I looked in the DDataShard and found something that I think is majorly slowing down the processing of messages by the shard actors. When a message is received by a shard for an entity that hasn’t been started, the message is sent to a buffer and the entity id is added to the ddata. The shard becomes a state where it waiting for acknowledgement that the ddata has been updated and stashes all messages. When the acknowledgement is received, all messages are unstashed. The main inefficiency I see with this is that there isn’t a check to see if the entity id is in the remembered entities before an attempt is made to add it to the ddata. This means that there is a lot of unnecessary stashing and unstashing going on with delays in between to wait for ddata to be updated. With a large number of messages in the mailbox, this can be very inefficient.

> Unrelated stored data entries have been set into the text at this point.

//! HTTP API for sheet imports and the tables they create.
//!
//! Routes under `/api/sheets`:
//! - `POST /import`: JSON import. Body `{ sheetDisplayName, jsonData }`, where
//!   `jsonData` is the array of row objects a spreadsheet parser produces. Runs
//!   the ingestor and answers `{ message, tableName }`.
//! - `POST /import/file`: the same import from a multipart upload with a
//!   `displayName` field and a `.csv`, `.xlsx` or `.xls` `file` field.
//! - `GET /`: the sheet registry, newest first.
//! - `GET /{table_name}/rows`: rows of an imported table as JSON objects.
//! - `GET /{table_name}/export`: the same rows as a CSV download.
//!
//! Both import routes answer CORS preflight requests and reject every other
//! method with `405`. Every response carries `Access-Control-Allow-Origin: *`
//! through `cors_headers`.

use actix_web::http::Method;
use actix_web::middleware::DefaultHeaders;
use actix_web::web::{self, get, post, resource, scope};
use actix_web::{HttpResponse, Resource, Scope};
use common::responses::ErrorResponse;

mod export;
mod import;
mod list;
mod rows;
mod upload;
mod workbook;

const API_PATH: &str = "/api/sheets";

const ALLOWED_HEADERS: &str = "authorization, x-client-info, apikey, content-type";

/// Adds the CORS origin header to every response, errors included.
pub fn cors_headers() -> DefaultHeaders {
    DefaultHeaders::new().add(("Access-Control-Allow-Origin", "*"))
}

async fn preflight() -> HttpResponse {
    HttpResponse::Ok()
        .insert_header(("Access-Control-Allow-Origin", "*"))
        .insert_header(("Access-Control-Allow-Headers", ALLOWED_HEADERS))
        .insert_header(("Access-Control-Allow-Methods", "POST"))
        .body("ok")
}

async fn method_not_allowed() -> HttpResponse {
    HttpResponse::MethodNotAllowed().json(ErrorResponse {
        error: "Method Not Allowed".to_string(),
        details: None,
    })
}

/// A POST-only resource that also answers preflight requests.
fn post_endpoint(path: &str) -> Resource {
    resource(path)
        .route(web::method(Method::OPTIONS).to(preflight))
        .default_service(web::route().to(method_not_allowed))
}

/// Configures and returns the Actix scope for sheet routes.
pub fn configure_routes() -> Scope {
    scope(API_PATH)
        // Registry of imported sheets.
        .route("", get().to(list::process))
        .service(post_endpoint("/import").route(post().to(import::process)))
        .service(post_endpoint("/import/file").route(post().to(upload::process)))
        .route("/{table_name}/rows", get().to(rows::process))
        .route("/{table_name}/export", get().to(export::process))
}

#[cfg(test)]
pub(crate) mod test_support {
    use crate::config::Config;
    use crate::db::Database;
    use actix_web::web;
    use tempfile::TempDir;

    /// A database in a fresh temporary directory. Keep the `TempDir` alive
    /// for as long as the database is used.
    pub fn temp_database() -> (TempDir, web::Data<Database>) {
        let dir = tempfile::tempdir().unwrap();
        let database = Database::new(dir.path().join("sheets.sqlite"));
        database.initialize().unwrap();
        (dir, web::Data::new(database))
    }

    pub fn config() -> web::Data<Config> {
        web::Data::new(Config::default())
    }

    fn escape(text: &str) -> String {
        text.replace('&', "&amp;")
            .replace('<', "&lt;")
            .replace('>', "&gt;")
    }

    /// A string cell stored inline, e.g. `inline_string("A1", "Part Name")`.
    pub fn inline_string(cell: &str, text: &str) -> String {
        format!(
            r#"<c r="{cell}" t="inlineStr"><is><t xml:space="preserve">{}</t></is></c>"#,
            escape(text)
        )
    }

    pub fn number(cell: &str, value: &str) -> String {
        format!(r#"<c r="{cell}"><v>{value}</v></c>"#)
    }

    pub fn boolean(cell: &str, value: bool) -> String {
        format!(r#"<c r="{cell}" t="b"><v>{}</v></c>"#, u8::from(value))
    }

    /// A minimal single-sheet `.xlsx` file. Each entry of `rows` holds the cell
    /// XML of one row, starting at row 1.
    pub fn xlsx(rows: &[Vec<String>]) -> Vec<u8> {
        use std::io::{Cursor, Write};
        use zip::write::SimpleFileOptions;
        use zip::{CompressionMethod, ZipWriter};

        let sheet_data: String = rows
            .iter()
            .enumerate()
            .map(|(i, cells)| format!(r#"<row r="{}">{}</row>"#, i + 1, cells.concat()))
            .collect();
        let parts = [
            (
                "[Content_Types].xml",
                r#"<?xml version="1.0" encoding="UTF-8" standalone="yes"?>
<Types xmlns="http://schemas.openxmlformats.org/package/2006/content-types"><Default Extension="rels" ContentType="application/vnd.openxmlformats-package.relationships+xml"/><Default Extension="xml" ContentType="application/xml"/><Override PartName="/xl/workbook.xml" ContentType="application/vnd.openxmlformats-officedocument.spreadsheetml.sheet.main+xml"/><Override PartName="/xl/worksheets/sheet1.xml" ContentType="application/vnd.openxmlformats-officedocument.spreadsheetml.worksheet+xml"/></Types>"#
                    .to_string(),
            ),
            (
                "_rels/.rels",
                r#"<?xml version="1.0" encoding="UTF-8" standalone="yes"?>
<Relationships xmlns="http://schemas.openxmlformats.org/package/2006/relationships"><Relationship Id="rId1" Type="http://schemas.openxmlformats.org/officeDocument/2006/relationships/officeDocument" Target="xl/workbook.xml"/></Relationships>"#
                    .to_string(),
            ),
            (
                "xl/workbook.xml",
                r#"<?xml version="1.0" encoding="UTF-8" standalone="yes"?>
<workbook xmlns="http://schemas.openxmlformats.org/spreadsheetml/2006/main" xmlns:r="http://schemas.openxmlformats.org/officeDocument/2006/relationships"><sheets><sheet name="Sheet1" sheetId="1" r:id="rId1"/></sheets></workbook>"#
                    .to_string(),
            ),
            (
                "xl/_rels/workbook.xml.rels",
                r#"<?xml version="1.0" encoding="UTF-8" standalone="yes"?>
<Relationships xmlns="http://schemas.openxmlformats.org/package/2006/relationships"><Relationship Id="rId1" Type="http://schemas.openxmlformats.org/officeDocument/2006/relationships/worksheet" Target="worksheets/sheet1.xml"/></Relationships>"#
                    .to_string(),
            ),
            (
                "xl/worksheets/sheet1.xml",
                format!(
                    r#"<?xml version="1.0" encoding="UTF-8" standalone="yes"?>
<worksheet xmlns="http://schemas.openxmlformats.org/spreadsheetml/2006/main"><sheetData>{sheet_data}</sheetData></worksheet>"#
                ),
            ),
        ];

        let mut zip = ZipWriter::new(Cursor::new(Vec::new()));
        let options = SimpleFileOptions::default().compression_method(CompressionMethod::Stored);
        for (name, content) in parts {
            zip.start_file(name, options).unwrap();
            zip.write_all(content.as_bytes()).unwrap();
        }
        zip.finish().unwrap().into_inner()
    }
}
use std::path::PathBuf;
use std::time::Duration;

use clap::Parser;
use edgeclass_core::ModelArtifact;
use edgeclass_runtime::{ChannelOrder, PipelineConfig};

#[derive(Parser, Debug)]
#[command(name = "edgeclass", version, about = "Classify one image on an inference accelerator")]
pub struct Cli {
    /// Network topology (OpenVINO IR .xml)
    #[arg(long, default_value = "graph1.xml")]
    pub model: PathBuf,

    /// Network weights (OpenVINO IR .bin)
    #[arg(long, default_value = "graph1.bin")]
    pub weights: PathBuf,

    /// Image to classify
    #[arg(long, default_value = "input_image.jpg")]
    pub image: PathBuf,

    /// Accelerator to run on (MYRIAD, CPU, GPU, ...)
    #[arg(long, default_value = "MYRIAD")]
    pub device: String,

    /// Number of ranked classes to print
    #[arg(long, default_value_t = 5)]
    pub top_k: usize,

    /// Order of colour planes in the input tensor (bgr or rgb)
    #[arg(long, default_value = "bgr")]
    pub channel_order: ChannelOrder,

    /// Give up waiting for the device after this many milliseconds
    #[arg(long)]
    pub timeout_ms: Option<u64>,

    /// Log level (RUST_LOG)
    #[arg(long, default_value = "warn")]
    pub log: String,
}

impl Cli {
    pub fn pipeline_config(&self) -> PipelineConfig {
        PipelineConfig {
            artifact: ModelArtifact::new(&self.model, &self.weights),
            image: self.image.clone(),
            device: self.device.clone(),
            top_k: self.top_k,
            channel_order: self.channel_order,
            wait_timeout: self.timeout_ms.map(Duration::from_millis),
        }
    }
}
use std::cmp::Ordering;
use std::fmt;

/// One ranked class.
#[derive(Clone, Copy, Debug, PartialEq)]
pub struct Prediction {
    pub score: f32,
    pub class_index: usize,
}

impl fmt::Display for Prediction {
    fn fmt(&self, f: &mut fmt::Formatter<'_>) -> fmt::Result {
        write!(f, "{:.6} #{}", self.score, self.class_index)
    }
}

/// The `k` best entries of `row`, highest score first.
///
/// Equal scores keep ascending index order and NaN ranks below every number,
/// so the result is the same on every call.
pub fn top_k(row: &[f32], k: usize) -> Vec<Prediction> {
    let mut order: Vec<usize> = (0..row.len()).collect();
    order.sort_by(|&a, &b| descending(row[a], row[b]).then(a.cmp(&b)));
    order.truncate(k);
    order
        .into_iter()
        .map(|class_index| Prediction {
            score: row[class_index],
            class_index,
        })
        .collect()
}

fn descending(a: f32, b: f32) -> Ordering {
    match (a.is_nan(), b.is_nan()) {
        (true, true) => Ordering::Equal,
        (true, false) => Ordering::Greater,
        (false, true) => Ordering::Less,
        (false, false) => b.partial_cmp(&a).unwrap_or(Ordering::Equal),
    }
}
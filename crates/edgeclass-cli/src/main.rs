mod cli;

use std::io::Write;

use anyhow::{Context, Result};
use clap::Parser;
use cli::Cli;
use edgeclass_backend_openvino::OpenvinoBackend;
use edgeclass_runtime::Prediction;
use tracing_subscriber::EnvFilter;

fn main() -> Result<()> {
    let cli = Cli::parse();

    tracing_subscriber::fmt()
        .with_env_filter(EnvFilter::try_new(&cli.log).context("invalid --log filter")?)
        .with_writer(std::io::stderr)
        .init();

    let config = cli.pipeline_config();
    tracing::info!(
        model = %config.artifact.topology.display(),
        image = %config.image.display(),
        device = %config.device,
        "classifying"
    );

    let backend = OpenvinoBackend::new();
    let predictions = edgeclass_runtime::run(&backend, &config)
        .with_context(|| format!("classification on `{}` failed", config.device))?;

    report(&mut std::io::stdout().lock(), &predictions)?;
    Ok(())
}

fn report(out: &mut impl Write, predictions: &[Prediction]) -> Result<()> {
    for p in predictions {
        writeln!(out, "{p}")?;
    }
    out.flush()?;
    Ok(())
}
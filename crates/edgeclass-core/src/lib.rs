pub mod artifact;
pub mod backend;
pub mod error;
pub mod spec;
pub mod tensor;

pub use artifact::*;
pub use backend::*;
pub use error::*;
pub use spec::*;
pub use tensor::*;
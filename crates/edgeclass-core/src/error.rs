use std::path::PathBuf;

/// Every way a single classification run can fail.
#[derive(Debug, thiserror::Error)]
pub enum Error {
    #[error("device `{device}` is unavailable: {reason}")]
    DeviceUnavailable { device: String, reason: String },

    #[error("failed to parse model {}: {reason}", path.display())]
    ModelParse { path: PathBuf, reason: String },

    #[error("failed to bind network to device `{device}`: {reason}")]
    DeviceBind { device: String, reason: String },

    #[error("failed to read image {}: {reason}", path.display())]
    ImageRead { path: PathBuf, reason: String },

    #[error("shape mismatch for `{name}`: {reason}")]
    ShapeMismatch { name: String, reason: String },

    #[error("inference failed: {0}")]
    InferenceFailure(String),

    #[error("result for `{0}` is not ready; wait for a successful completion first")]
    ResultNotReady(String),
}

pub type Result<T, E = Error> = std::result::Result<T, E>;

impl Error {
    pub fn shape(name: impl Into<String>, reason: impl Into<String>) -> Self {
        Error::ShapeMismatch {
            name: name.into(),
            reason: reason.into(),
        }
    }

    pub fn inference(reason: impl std::fmt::Display) -> Self {
        Error::InferenceFailure(reason.to_string())
    }
}
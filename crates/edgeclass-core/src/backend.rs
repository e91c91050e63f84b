use std::time::Duration;

use crate::{IOName, NetworkDescriptor, NetworkSpec, Result, Tensor};

/// An inference engine able to open devices and bind networks to them.
pub trait Backend {
    type Device: DeviceHandle;
    type Network: ExecutableNetwork;

    fn name(&self) -> &'static str;

    /// Opens the accelerator called `device_name`.
    fn acquire(&self, device_name: &str) -> Result<Self::Device>;

    /// Compiles `descriptor` for `device`. The descriptor is consumed.
    fn bind(&self, descriptor: NetworkDescriptor, device: &mut Self::Device)
        -> Result<Self::Network>;
}

pub trait DeviceHandle {
    fn name(&self) -> &str;

    /// Gives the device back to the engine. Called at most once per handle.
    fn release(&mut self);
}

pub trait ExecutableNetwork {
    type Pending: PendingInference;

    fn spec(&self) -> &NetworkSpec;

    /// Starts one inference on the device and returns without blocking.
    fn submit(&mut self, input: &IOName, tensor: Tensor) -> Result<Self::Pending>;
}

/// How an in-flight request ended.
#[derive(Clone, Debug, PartialEq, Eq)]
pub enum CompletionStatus {
    Succeeded,
    Failed { reason: String },
    TimedOut,
}

/// The engine's side of one in-flight request.
pub trait PendingInference {
    /// Blocks until the request completes. `None` waits without limit.
    fn wait(&mut self, timeout: Option<Duration>) -> CompletionStatus;

    /// Reads a completed output slot.
    fn output(&mut self, name: &IOName) -> Result<Tensor>;
}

On a separate note, I’m not sure that it is necessary to wait for the ddata to be updated before processing more messages in the shard. Is it necessary? Is it possible to at least have a config that allows the shards to not wait for the ddata to be updated?


ShardRegion bottleneck
(Patrik Nordwall) #2

In general the remember entities facility is rather heavy because it must keep track of each and every entity. I would explore other solutions before using it on a large number of entities that are frequently started, stopped or rebalanced.

That said, performance improvements are welcome. Please create an issue with a reproducer example that illustrates the problem, or a pull request with a reproducer test.